You have found all indecomposable injective modules. Over a commutative noetherian ring, the indecomposable injectives are in one-to-one correspondence with the prime ideals, $\mathfrak{p} \mapsto E(R/\mathfrak{p})$. For $R=\mathbb{Z}$ the prime ideals correspond to prime positive integers $p$ and 0, and as you mentioned the injective hull $E(\mathbb{Z}/p\mathbb{Z}) \cong \mathbb{Z}(p^\infty)$ are the Prüfer groups and the the injective hull of $\mathbb{Z}/0\mathbb{Z}$ is $E(\mathbb{Z})\cong \mathbb{Q}$.

A theorem of Kulikov shows that the only indecomposable non-torsion-free abelian groups are the subgroups of the Prüfer groups, namely $\mathbb{Z}/p^n\mathbb{Z}$ and $\mathbb{Z}(p^\infty)$ itself (every non-torsion-free group contains one of these as a direct summand).

Hence you are looking for a torsion-free abelian group that is not “rank one” but yet is indecomposable. A good example of this is the additive group $p$-adic integers. It is indecomposable, but its injective hull is the direct sum of uncountably many copies of $\mathbb{Q}$. This shows in particular, that the number of direct summands of a subgroup can be vastly different.

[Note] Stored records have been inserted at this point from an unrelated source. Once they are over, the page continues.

//! Entry points for host pages.
//!
//! A [`Marker`] describes one placeholder on a page: which feed or thread
//! to show and how. Loading it yields a [`Replacement`] which the caller
//! swaps in for the placeholder. Nothing here touches a page.

use chrono::Locale;
use log::info;
use serde::{Deserialize, Serialize};

use crate::{
    api::{
        mastodon::{FeedQuery, MastodonClient, ThreadQuery},
        ClientOptions,
    },
    config::date_format::{parse_locale, DateFormat},
    error::{Error, Result},
    render::{
        sanitize::{AmmoniaSanitizer, Sanitizer},
        template::SafeFragment,
        Renderer,
    },
};

#[derive(Deserialize, Serialize, Debug, Clone, Copy, PartialEq, Eq, Hash, Default)]
#[serde(rename_all = "lowercase")]
pub enum MarkerKind {
    #[default]
    Feed,
    Thread,
}

/// Field names follow the `data-*` attributes of the embedding markup,
/// e.g. `data-toot-limit` becomes `tootLimit`.
#[derive(Deserialize, Serialize, Debug, Clone, Default, PartialEq, Eq)]
#[serde(rename_all = "camelCase", default)]
pub struct Marker {
    pub kind: MarkerKind,
    /// Profile URL for feeds, any URL on the server for threads.
    pub href: String,
    pub toot_account_id: Option<String>,
    pub toot_limit: Option<u32>,
    pub exclude_replies: bool,
    pub exclude_reblogs: bool,
    pub self_replies_only: bool,
    pub toot_id: Option<String>,
    pub exclude_post: bool,
    pub locale: Option<String>,
    /// JSON object of [`DateFormat`] options.
    pub date_format: Option<String>,
}

impl Marker {
    pub fn feed_query(&self) -> FeedQuery {
        FeedQuery {
            account_id: self.toot_account_id.clone(),
            limit: self.toot_limit,
            exclude_replies: self.exclude_replies,
            exclude_reblogs: self.exclude_reblogs,
            self_replies_only: self.self_replies_only,
        }
    }

    pub fn thread_query(&self) -> Result<ThreadQuery> {
        let post_id = self
            .toot_id
            .clone()
            .filter(|id| !id.is_empty())
            .ok_or_else(|| Error::MalformedReference(format!("{} (no toot id)", self.href)))?;
        Ok(ThreadQuery {
            post_id,
            exclude_replies: self.exclude_replies,
            exclude_post: self.exclude_post,
        })
    }
}

/// The rendered toots that take a marker's place.
#[derive(Debug, Clone, Default, PartialEq, Eq)]
pub struct Replacement {
    pub list: SafeFragment,
    pub count: usize,
}

impl Replacement {
    pub fn to_html(&self) -> &str {
        self.list.as_str()
    }
}

pub struct Embedder<S = AmmoniaSanitizer> {
    client: MastodonClient,
    sanitizer: S,
    locale: Option<Locale>,
    date_format: Option<DateFormat>,
}

impl Embedder {
    pub fn new(options: &ClientOptions) -> Result<Self> {
        Ok(Self::with_sanitizer(
            MastodonClient::new(options)?,
            AmmoniaSanitizer,
        ))
    }
}

impl<S: Sanitizer + Clone> Embedder<S> {
    pub fn with_sanitizer(client: MastodonClient, sanitizer: S) -> Self {
        Self {
            client,
            sanitizer,
            locale: None,
            date_format: None,
        }
    }

    /// Default locale for markers that name none.
    pub fn locale(mut self, locale: Locale) -> Self {
        self.locale = Some(locale);
        self
    }

    /// Default date format for markers that name none.
    pub fn date_format(mut self, date_format: DateFormat) -> Self {
        self.date_format = Some(date_format);
        self
    }

    /// Marker settings override the embedder's, which override the host's.
    fn renderer(&self, marker: &Marker) -> Result<Renderer<S>> {
        let mut renderer = Renderer::new(self.sanitizer.clone());
        if let Some(locale) = marker.locale.as_deref().map(parse_locale).transpose()?.or(self.locale) {
            renderer = renderer.locale(locale);
        }
        let date_format = match marker.date_format.as_deref() {
            Some(json) => Some(DateFormat::from_json(json)?),
            None => self.date_format,
        };
        if let Some(date_format) = date_format {
            renderer = renderer.date_format(date_format);
        }
        Ok(renderer)
    }

    pub async fn load(&self, marker: &Marker) -> Result<Replacement> {
        match marker.kind {
            MarkerKind::Feed => self.load_feed(marker).await,
            MarkerKind::Thread => self.load_thread(marker).await,
        }
    }

    pub async fn load_feed(&self, marker: &Marker) -> Result<Replacement> {
        let renderer = self.renderer(marker)?;
        let toots = self
            .client
            .resolve_and_fetch(&marker.href, &marker.feed_query())
            .await?;

        info!("Rendering {} toots for {}", toots.len(), marker.href);
        Ok(Replacement {
            list: renderer.render_list(&toots),
            count: toots.len(),
        })
    }

    pub async fn load_thread(&self, marker: &Marker) -> Result<Replacement> {
        let renderer = self.renderer(marker)?;
        let query = marker.thread_query()?;
        let toots = self.client.fetch_thread(&marker.href, &query).await?;

        info!("Rendering {} thread toots for {}", toots.len(), marker.href);
        Ok(Replacement {
            list: renderer.render_list(&toots),
            count: toots.len(),
        })
    }
}

#[cfg(test)]
mod tests {
    use super::*;

    #[test]
    fn marker_reads_data_attribute_names() {
        let marker: Marker = serde_json::from_str(
            r#"{"href":"https://example.social/@alice","tootLimit":3,"excludeReplies":true,"selfRepliesOnly":true,"dateFormat":"{\"month\":\"long\"}"}"#,
        )
        .unwrap();
        assert_eq!(marker.kind, MarkerKind::Feed);
        assert_eq!(
            marker.feed_query(),
            FeedQuery {
                account_id: None,
                limit: Some(3),
                exclude_replies: true,
                exclude_reblogs: false,
                self_replies_only: true,
            }
        );
        assert_eq!(marker.date_format.as_deref(), Some(r#"{"month":"long"}"#));
    }

    #[test]
    fn thread_marker_needs_toot_id() {
        let marker = Marker {
            kind: MarkerKind::Thread,
            href: "https://example.social/@alice/1".to_string(),
            ..Default::default()
        };
        assert!(matches!(marker.thread_query(), Err(Error::MalformedReference(_))));

        let marker = Marker {
            toot_id: Some("1".to_string()),
            exclude_post: true,
            ..marker
        };
        let query = marker.thread_query().unwrap();
        assert_eq!(query.post_id, "1");
        assert!(query.exclude_post);
        assert!(!query.exclude_replies);
    }
}
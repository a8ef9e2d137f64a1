use std::collections::HashSet;

/// Turns untrusted markup into markup that can be injected verbatim.
pub trait Sanitizer: Send + Sync {
    fn clean(&self, untrusted: &str) -> String;
}

/// [`ammonia`] with the microformat classes Mastodon puts on mentions,
/// hashtags and shortened links.
#[derive(Debug, Clone, Copy, Default)]
pub struct AmmoniaSanitizer;

impl Sanitizer for AmmoniaSanitizer {
    fn clean(&self, untrusted: &str) -> String {
        let mut builder = ammonia::Builder::default();
        builder
            .add_allowed_classes("a", &["mention", "hashtag", "u-url"])
            .add_allowed_classes("span", &["h-card", "invisible", "ellipsis"])
            .link_rel(Some("nofollow noopener noreferrer"))
            .url_schemes(HashSet::from(["http", "https", "mailto"]));
        builder.clean(untrusted).to_string()
    }
}

impl<F> Sanitizer for F
where
    F: Fn(&str) -> String + Send + Sync,
{
    fn clean(&self, untrusted: &str) -> String {
        self(untrusted)
    }
}
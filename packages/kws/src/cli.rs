//! Command Line Interface for the KWS trainer
//!
//! Flags override the optional TOML file, which overrides the defaults.

use clap::{Args, Parser, Subcommand};
use std::path::PathBuf;

use kws::{KwsConfig, Tau};

/// Keyword-spotting trainer
#[derive(Parser, Debug)]
#[command(author, version, about, long_about = None)]
pub struct Cli {
    #[command(subcommand)]
    pub command: Commands,
}

#[derive(Subcommand, Debug)]
pub enum Commands {
    /// Train a BC-ResNet on Google Speech Commands
    Train(TrainCommand),

    /// Classify one WAV file with a trained checkpoint
    Predict(PredictCommand),

    /// Print the resolved configuration, or a checkpoint's model card
    Inspect(InspectCommand),
}

/// Options shared by every command that builds a run configuration.
#[derive(Args, Debug, Default)]
pub struct ConfigArgs {
    /// TOML configuration file
    #[arg(short, long)]
    pub config: Option<PathBuf>,

    /// Speech Commands release (1 or 2)
    #[arg(long = "ver", id = "dataset_version")]
    pub version: Option<u8>,

    /// Model capacity: 1, 1.5, 2, 3, 6 or 8
    #[arg(long)]
    pub tau: Option<Tau>,

    /// CUDA device ordinal
    #[arg(long, conflicts_with = "cpu")]
    pub gpu: Option<usize>,

    /// Force CPU even when CUDA is available
    #[arg(long)]
    pub cpu: bool,

    /// Root directory holding the extracted datasets
    #[arg(long)]
    pub data_root: Option<PathBuf>,

    /// RNG seed for shuffling and augmentation
    #[arg(long)]
    pub seed: Option<u64>,

    /// Number of training epochs
    #[arg(short, long)]
    pub epochs: Option<usize>,

    /// Warmup epochs
    #[arg(long)]
    pub warmup_epochs: Option<usize>,

    /// Batch size
    #[arg(short, long)]
    pub batch_size: Option<usize>,
}

impl ConfigArgs {
    /// Defaults → TOML file → flags.
    pub fn resolve(&self) -> anyhow::Result<KwsConfig> {
        let mut cfg = match &self.config {
            Some(path) => KwsConfig::from_toml_file(path)?,
            None => KwsConfig::default(),
        };
        if let Some(v) = self.version {
            cfg.version = v.try_into()?;
        }
        if let Some(tau) = self.tau {
            cfg.tau = tau;
        }
        if let Some(gpu) = self.gpu {
            cfg.gpu = Some(gpu);
        }
        if self.cpu {
            cfg.gpu = None;
        }
        if let Some(root) = &self.data_root {
            cfg.data_root = root.clone();
        }
        if let Some(seed) = self.seed {
            cfg.seed = seed;
        }
        if let Some(epochs) = self.epochs {
            cfg.schedule.epochs = epochs;
        }
        if let Some(warmup) = self.warmup_epochs {
            cfg.schedule.warmup_epochs = warmup;
        }
        if let Some(bs) = self.batch_size {
            cfg.loader.batch_size = bs;
        }
        cfg.validate()?;
        Ok(cfg)
    }
}

/// Train a new model
#[derive(Parser, Debug)]
pub struct TrainCommand {
    #[command(flatten)]
    pub config: ConfigArgs,

    /// Print the dataset archive URLs and exit
    #[arg(long)]
    pub download: bool,

    /// Directory for the checkpoint and training history
    #[arg(short, long, default_value = "runs/kws")]
    pub output: PathBuf,

    /// Skip the final pass over the official test split
    #[arg(long)]
    pub no_test: bool,
}

/// Classify a WAV file
#[derive(Parser, Debug)]
pub struct PredictCommand {
    /// Checkpoint directory written by `train`
    #[arg(short = 'm', long)]
    pub checkpoint: PathBuf,

    /// CUDA device ordinal (CPU when absent)
    #[arg(long)]
    pub gpu: Option<usize>,

    /// Number of ranked labels to print
    #[arg(short = 'k', long, default_value_t = 3)]
    pub top: usize,

    /// WAV file to classify
    pub wav: PathBuf,
}

/// Inspect configuration or a checkpoint
#[derive(Parser, Debug)]
pub struct InspectCommand {
    #[command(flatten)]
    pub config: ConfigArgs,

    /// Show this checkpoint's model card instead of the run configuration
    #[arg(short = 'm', long)]
    pub checkpoint: Option<PathBuf>,
}

#[cfg(test)]
mod tests {
    use super::*;

    #[test]
    fn flags_override_defaults() {
        let cli = Cli::parse_from([
            "kws", "train", "--ver", "2", "--tau", "1.5", "--cpu", "--epochs", "3",
        ]);
        let Commands::Train(cmd) = cli.command else {
            panic!("expected train");
        };
        let cfg = cmd.config.resolve().unwrap();
        assert_eq!(u8::from(cfg.version), 2);
        assert_eq!(cfg.tau, Tau::X1_5);
        assert_eq!(cfg.gpu, None);
        assert_eq!(cfg.schedule.epochs, 3);
    }

    #[test]
    fn invalid_tau_is_rejected_by_the_parser() {
        assert!(Cli::try_parse_from(["kws", "train", "--tau", "4"]).is_err());
    }
}
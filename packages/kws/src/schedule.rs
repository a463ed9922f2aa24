//! Per-step learning-rate schedule: linear warmup, then cosine decay.
//!
//! ```text
//! i <  warmup : base · i / warmup
//! i >= warmup : floor + ½ (base − floor) (1 + cos(π (i − warmup) / (total − warmup)))
//! ```
//!
//! `lr(0) = 0`, `lr(total) = floor`, and both branches agree at `i = warmup`.

use std::f64::consts::PI;

use crate::config::ScheduleConfig;

/// Snapshot of the schedule plus the step counter.
///
/// The counter only moves forward through [`advance`](Self::advance); the
/// training loop owns the value and everything else reads it.
#[derive(Clone, Debug, PartialEq)]
pub struct ScheduleState {
    iteration: usize,
    total_iterations: usize,
    warmup_iterations: usize,
    base_lr: f64,
    floor_lr: f64,
}

/// The trainer-facing name for the same thing.
pub type LearningRateScheduler = ScheduleState;

impl ScheduleState {
    pub fn new(total_iterations: usize, warmup_iterations: usize, base_lr: f64, floor_lr: f64) -> Self {
        Self {
            iteration: 0,
            total_iterations,
            warmup_iterations,
            base_lr,
            floor_lr,
        }
    }

    /// `total = steps_per_epoch × epochs`, `warmup = steps_per_epoch × warmup_epochs`.
    pub fn from_config(cfg: &ScheduleConfig, steps_per_epoch: usize) -> Self {
        let total = steps_per_epoch * cfg.epochs;
        let warmup = steps_per_epoch * cfg.warmup_epochs;
        if warmup > total {
            log::warn!(
                "warmup ({warmup} steps) is longer than the run ({total} steps); \
                 the learning rate never leaves the ramp"
            );
        }
        Self::new(total, warmup, cfg.base_lr, cfg.floor_lr)
    }

    /// Learning rate at step `i`. Pure: no state change.
    pub fn lr_at(&self, i: usize) -> f64 {
        if i < self.warmup_iterations {
            return warmup_lr(i, self.warmup_iterations, self.base_lr);
        }
        if i >= self.total_iterations {
            return self.floor_lr;
        }
        cosine_lr(
            i,
            self.warmup_iterations,
            self.total_iterations,
            self.base_lr,
            self.floor_lr,
        )
    }

    /// Move to the next step and return its learning rate.
    pub fn advance(&mut self) -> f64 {
        self.iteration += 1;
        self.lr_at(self.iteration)
    }

    /// Learning rate at the current step.
    pub fn current_lr(&self) -> f64 {
        self.lr_at(self.iteration)
    }

    #[inline]
    pub fn iteration(&self) -> usize {
        self.iteration
    }

    #[inline]
    pub fn total_iterations(&self) -> usize {
        self.total_iterations
    }

    #[inline]
    pub fn warmup_iterations(&self) -> usize {
        self.warmup_iterations
    }
}

/// Linear ramp from 0 to `base` over `warmup` steps.
pub fn warmup_lr(i: usize, warmup: usize, base: f64) -> f64 {
    if warmup == 0 {
        return base;
    }
    base * i as f64 / warmup as f64
}

/// Half-cosine from `base` at `warmup` down to `floor` at `total`.
pub fn cosine_lr(i: usize, warmup: usize, total: usize, base: f64, floor: f64) -> f64 {
    if total <= warmup {
        return floor;
    }
    let progress = (i.saturating_sub(warmup)) as f64 / (total - warmup) as f64;
    floor + 0.5 * (base - floor) * (1.0 + (PI * progress.min(1.0)).cos())
}
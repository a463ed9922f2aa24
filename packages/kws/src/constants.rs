/// DEFAULT_SAMPLE_RATE is the sample rate every waveform is normalised to before it enters the core.
pub const DEFAULT_SAMPLE_RATE: usize = 16_000;

/// DEFAULT_CLIP_SECONDS is the fixed clip duration; no sample may exceed it.
pub const DEFAULT_CLIP_SECONDS: f32 = 2.0;

/// LOGMEL_N_FFT is the FFT size of the log-mel front-end.
pub const LOGMEL_N_FFT: usize = 512;

/// LOGMEL_WIN_LENGTH is the analysis window length (30 ms @ 16 kHz).
pub const LOGMEL_WIN_LENGTH: usize = 480;

/// LOGMEL_HOP_LENGTH is the hop between frames (10 ms @ 16 kHz).
pub const LOGMEL_HOP_LENGTH: usize = 160;

/// LOGMEL_N_MELS is the number of triangular mel filters.
pub const LOGMEL_N_MELS: usize = 40;

/// LOGMEL_EPSILON is added to mel energies before the natural log.
pub const LOGMEL_EPSILON: f32 = 1e-6;

/// STRETCH_N_FFT is the FFT size used by the phase-vocoder time stretch.
pub(crate) const STRETCH_N_FFT: usize = 512;

/// STRETCH_HOP_LENGTH is the phase-vocoder hop.
pub(crate) const STRETCH_HOP_LENGTH: usize = 128;

/// BACKGROUND_MIN_RMS is the RMS under which a noise clip counts as silent and is skipped.
pub(crate) const BACKGROUND_MIN_RMS: f32 = 1e-9;

/// SILENCE_LABEL is the class id of `_silence_` in the sorted GSC label list.
pub const SILENCE_LABEL: u32 = 0;

/// BACKGROUND_NOISE_DIR is the directory name of the noise pool inside a dataset root.
pub const BACKGROUND_NOISE_DIR: &str = "_background_noise_";

/// TRAIN_SPLIT_DIR is the training split directory inside a dataset root.
pub const TRAIN_SPLIT_DIR: &str = "train_12class";

/// VALID_SPLIT_DIR is the validation split directory inside a dataset root.
pub const VALID_SPLIT_DIR: &str = "valid_12class";

/// BASE_CHANNELS_PER_TAU is the classifier width multiplier (`channels = tau * 8`).
pub const BASE_CHANNELS_PER_TAU: f32 = 8.0;
//! Training loop: per-step learning rate, augment → extract → classify →
//! loss → backward → step, with per-epoch validation.

use candle_nn::VarMap;
use rand::{SeedableRng, rngs::StdRng};
use serde::Serialize;

use crate::{
    config::KwsConfig,
    error::{KwsError, Result},
    evaluate::{EvalReport, Evaluator, check_logits, correct_count},
    loader::DataLoader,
    model::Classifier,
    optim::KwsOptimizer,
    preprocess::Preprocessor,
    schedule::ScheduleState,
};

/* ───────────────────────── metrics ───────────────────────── */

/// Running loss / accuracy for one pass. Created at epoch start, finalized
/// at epoch end.
#[derive(Clone, Debug, Default, PartialEq)]
pub struct Metrics {
    summed_loss: f64,
    correct: usize,
    total: usize,
    batches: usize,
}

impl Metrics {
    pub fn update(&mut self, batch_loss: f64, correct: usize, count: usize) {
        self.summed_loss += batch_loss;
        self.correct += correct;
        self.total += count;
        self.batches += 1;
    }

    /// `(mean loss per batch, accuracy %)`; zeros before the first update.
    pub fn finalize(&self) -> (f64, f64) {
        if self.batches == 0 || self.total == 0 {
            return (0.0, 0.0);
        }
        (
            self.summed_loss / self.batches as f64,
            100.0 * self.correct as f64 / self.total as f64,
        )
    }

    pub fn correct(&self) -> usize {
        self.correct
    }

    pub fn total(&self) -> usize {
        self.total
    }

    pub fn batches(&self) -> usize {
        self.batches
    }
}

/// Per-epoch curves of a full run.
#[derive(Clone, Debug, Default, PartialEq, Serialize)]
pub struct History {
    pub train_losses: Vec<f64>,
    pub valid_losses: Vec<f64>,
    pub train_accs: Vec<f64>,
    pub valid_accs: Vec<f64>,
    pub best_valid_acc: f64,
    /// 1-based epoch that reached `best_valid_acc`.
    pub best_epoch: Option<usize>,
}

impl History {
    pub fn epochs(&self) -> usize {
        self.train_losses.len()
    }

    fn record(&mut self, epoch: usize, train: (f64, f64), valid: &EvalReport) {
        self.train_losses.push(train.0);
        self.train_accs.push(train.1);
        self.valid_losses.push(valid.loss);
        self.valid_accs.push(valid.accuracy);
        if self.best_epoch.is_none() || valid.accuracy > self.best_valid_acc {
            self.best_valid_acc = valid.accuracy;
            self.best_epoch = Some(epoch);
        }
    }
}

/* ───────────────────────── trainer ───────────────────────── */

/// Owns the model, optimizer, schedule and the seeded RNG of a run.
pub struct Trainer<C: Classifier> {
    model: C,
    preprocessor: Preprocessor,
    optimizer: KwsOptimizer,
    schedule: ScheduleState,
    train: DataLoader,
    valid: DataLoader,
    rng: StdRng,
    epochs: usize,
    log_every: usize,
    augment_validation: bool,
}

impl<C: Classifier> Trainer<C> {
    /// `varmap` must hold the parameters `model` was built from.
    pub fn new(
        cfg: &KwsConfig,
        model: C,
        varmap: &VarMap,
        preprocessor: Preprocessor,
        train: DataLoader,
        valid: DataLoader,
    ) -> Result<Self> {
        // both splits are checked before any step runs
        for split in [&train, &valid] {
            if split.dataset().is_empty() {
                return Err(KwsError::EmptyDataset(split.dataset().name().to_owned()));
            }
        }
        let schedule = ScheduleState::from_config(&cfg.schedule, train.num_batches());
        let optimizer = KwsOptimizer::new(&cfg.optimizer, varmap.all_vars(), schedule.current_lr())?;
        log::info!(
            "trainer: {} steps/epoch, {} epochs, warmup {} steps, optimizer {}",
            train.num_batches(),
            cfg.schedule.epochs,
            schedule.warmup_iterations(),
            cfg.optimizer.kind
        );
        Ok(Self {
            model,
            preprocessor,
            optimizer,
            schedule,
            train,
            valid,
            rng: StdRng::seed_from_u64(cfg.seed),
            epochs: cfg.schedule.epochs,
            log_every: cfg.log_every.max(1),
            augment_validation: cfg.augment.augment_validation,
        })
    }

    pub fn model(&self) -> &C {
        &self.model
    }

    pub fn into_model(self) -> C {
        self.model
    }

    pub fn preprocessor(&self) -> &Preprocessor {
        &self.preprocessor
    }

    pub fn schedule(&self) -> &ScheduleState {
        &self.schedule
    }

    pub fn learning_rate(&self) -> f64 {
        self.optimizer.learning_rate()
    }

    /// One pass over the training split in train mode. Returns
    /// `(mean loss per batch, accuracy %)`.
    pub fn train_epoch(&mut self) -> Result<(f64, f64)> {
        let mut metrics = Metrics::default();
        for batch in self.train.epoch(&mut self.rng)? {
            let batch = batch?;

            let lr = self.schedule.advance();
            self.optimizer.set_learning_rate(lr);

            let xs = self.preprocessor.features(&batch, true, true, &mut self.rng)?;
            let ys = self.preprocessor.labels(&batch)?;
            let logits = self.model.forward_t(&xs, true)?;
            check_logits(&logits, batch.len(), self.model.num_classes())?;

            let loss = candle_nn::loss::cross_entropy(&logits, &ys)?;
            let loss_value = loss.to_scalar::<f32>()? as f64;
            metrics.update(loss_value, correct_count(&logits, &ys)?, batch.len());

            self.optimizer.backward_step(&loss)?;

            let step = self.schedule.iteration();
            if step % self.log_every == 0 {
                log::debug!("step {step}: lr={lr:.6} loss={loss_value:.4}");
            }
        }
        Ok(metrics.finalize())
    }

    /// Evaluate `loader` with the current parameters.
    pub fn evaluate(&mut self, loader: &DataLoader, augment: bool) -> Result<EvalReport> {
        Evaluator::new(&self.model, &self.preprocessor).evaluate(loader, augment, &mut self.rng)
    }

    /// All epochs, validating after each one.
    pub fn run(&mut self) -> Result<History> {
        let mut history = History::default();
        for epoch in 1..=self.epochs {
            let train = self.train_epoch()?;
            let valid = self.evaluate(&self.valid.clone(), self.augment_validation)?;
            history.record(epoch, train, &valid);

            log::info!(
                "epoch {epoch}/{}: lr={:.6} train loss {:.4} acc {:.2}% | valid loss {:.4} acc {:.2}% (best {:.2}%)",
                self.epochs,
                self.learning_rate(),
                train.0,
                train.1,
                valid.loss,
                valid.accuracy,
                history.best_valid_acc
            );
        }
        Ok(history)
    }
}
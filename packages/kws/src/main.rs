//! KWS CLI Binary
//! Trains and runs keyword-spotting models using Candle

use std::{fs::File, io::BufWriter, sync::Arc};

use anyhow::{Context, Result};
use candle_core::{DType, Device};
use candle_nn::{VarBuilder, VarMap};
use clap::Parser;
use env_logger::Env;
use log::{error, info, warn};

mod cli;
use cli::{Cli, Commands, InspectCommand, PredictCommand, TrainCommand};

use kws::{
    BcResNet, DataLoader, Dataset, FeatureExtractor, KwsConfig, Preprocessor,
    SpeechCommands, Trainer,
    audio::read_wav_mono,
    checkpoint::{self, ModelCard},
};

fn main() {
    // Initialize logging
    env_logger::Builder::from_env(Env::default().default_filter_or("info")).init();

    let cli = Cli::parse();

    let outcome = match cli.command {
        Commands::Train(cmd) => train(cmd),
        Commands::Predict(cmd) => predict(cmd),
        Commands::Inspect(cmd) => inspect(cmd),
    };
    if let Err(e) = outcome {
        error!("{e:#}");
        std::process::exit(1);
    }
}

fn device_for(gpu: Option<usize>) -> Result<Device> {
    let device = match gpu {
        Some(ordinal) => Device::cuda_if_available(ordinal)?,
        None => Device::Cpu,
    };
    info!("using device {device:?}");
    Ok(device)
}

fn train(cmd: TrainCommand) -> Result<()> {
    let cfg: KwsConfig = cmd.config.resolve().context("invalid configuration")?;

    if cmd.download || cfg.download {
        // acquisition is external: point at the archives and stop
        let (train_url, test_url) = cfg.version.archive_urls();
        println!("{train_url}");
        println!("{test_url}");
        info!(
            "extract both archives under {} and split them into {} / {}",
            cfg.data_root.display(),
            kws::constants::TRAIN_SPLIT_DIR,
            kws::constants::VALID_SPLIT_DIR
        );
        return Ok(());
    }

    let device = device_for(cfg.gpu)?;
    let sr = cfg.features.sample_rate;

    let train_set = SpeechCommands::open(cfg.train_dir(), sr)
        .with_context(|| format!("opening {}", cfg.train_dir().display()))?;
    let labels = train_set.labels().to_vec();
    let valid_set = SpeechCommands::with_labels(cfg.valid_dir(), &labels, sr)
        .with_context(|| format!("opening {}", cfg.valid_dir().display()))?;
    info!("classes: {labels:?}");

    let preprocessor = Preprocessor::from_config(&cfg, device.clone())?;
    let varmap = VarMap::new();
    let vb = VarBuilder::from_varmap(&varmap, DType::F32, &device);
    let model = BcResNet::new(cfg.tau, labels.len(), vb)?;

    let train_loader = DataLoader::new(Arc::new(train_set), &cfg.loader);
    let valid_loader = DataLoader::sequential(Arc::new(valid_set), cfg.loader.batch_size);
    let mut trainer = Trainer::new(
        &cfg,
        model,
        &varmap,
        preprocessor,
        train_loader,
        valid_loader,
    )?;

    let history = trainer.run()?;
    info!(
        "best valid acc {:.2}% at epoch {:?}",
        history.best_valid_acc, history.best_epoch
    );

    if !cmd.no_test {
        if cfg.test_dir().is_dir() {
            let test_set = SpeechCommands::with_labels(cfg.test_dir(), &labels, sr)?;
            let test_loader = DataLoader::sequential(Arc::new(test_set), cfg.loader.batch_size);
            let report = trainer.evaluate(&test_loader, false)?;
            info!(
                "test acc {:.2}% loss {:.4} ({} clips)",
                report.accuracy, report.loss, report.samples
            );
        } else {
            warn!("no test split at {}, skipping", cfg.test_dir().display());
        }
    }

    let card = ModelCard {
        labels,
        tau: cfg.tau,
        features: cfg.features.clone(),
        best_valid_acc: Some(history.best_valid_acc),
    };
    checkpoint::save(&cmd.output, &varmap, &card)?;
    let history_path = cmd.output.join("history.json");
    serde_json::to_writer_pretty(BufWriter::new(File::create(&history_path)?), &history)?;
    info!("history written to {}", history_path.display());
    Ok(())
}

fn predict(cmd: PredictCommand) -> Result<()> {
    let device = device_for(cmd.gpu)?;
    let (model, card, _varmap) = checkpoint::load(&cmd.checkpoint, &device)
        .with_context(|| format!("loading checkpoint {}", cmd.checkpoint.display()))?;

    let extractor = FeatureExtractor::new(&card.features)?;
    let clip = read_wav_mono(&cmd.wav, card.features.sample_rate)?;
    let ranked = checkpoint::rank_labels(&model, &card, &extractor, &clip, &device)
        .with_context(|| format!("classifying {}", cmd.wav.display()))?;
    for (label, p) in ranked.into_iter().take(cmd.top.max(1)) {
        println!("{label:<12} {p:.4}");
    }
    Ok(())
}

fn inspect(cmd: InspectCommand) -> Result<()> {
    if let Some(dir) = &cmd.checkpoint {
        let card = checkpoint::read_card(dir)?;
        println!("{}", serde_json::to_string_pretty(&card)?);
        return Ok(());
    }

    let cfg = cmd.config.resolve()?;
    println!("{}", toml::to_string_pretty(&cfg)?);

    // Dataset summary when the layout is present
    for (split, dir) in [("train", cfg.train_dir()), ("valid", cfg.valid_dir()), ("test", cfg.test_dir())] {
        if dir.is_dir() {
            let ds = SpeechCommands::open(&dir, cfg.features.sample_rate)?;
            info!("{split}: {} clips, {} classes", ds.len(), ds.labels().len());
        }
    }
    Ok(())
}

If you have trouble verifying the $p$-adics $J$ are indecomposable, then write $J=A\oplus B$ and consider $\mathbb{Z}/p\mathbb{Z} \cong J/pJ \cong A/pA \oplus B/pB$, so that we must have $A=pA$ or $B=pB$ is $p$-divisible. However if $A =pA$ then $a=pa_1 =p^2a_2 = p^n a_n$, but the only element of the $p$-adics that is divisible by $p$ infinitely often is $a=0$. Hence $A=0$, and $B=J$ is indecomposable.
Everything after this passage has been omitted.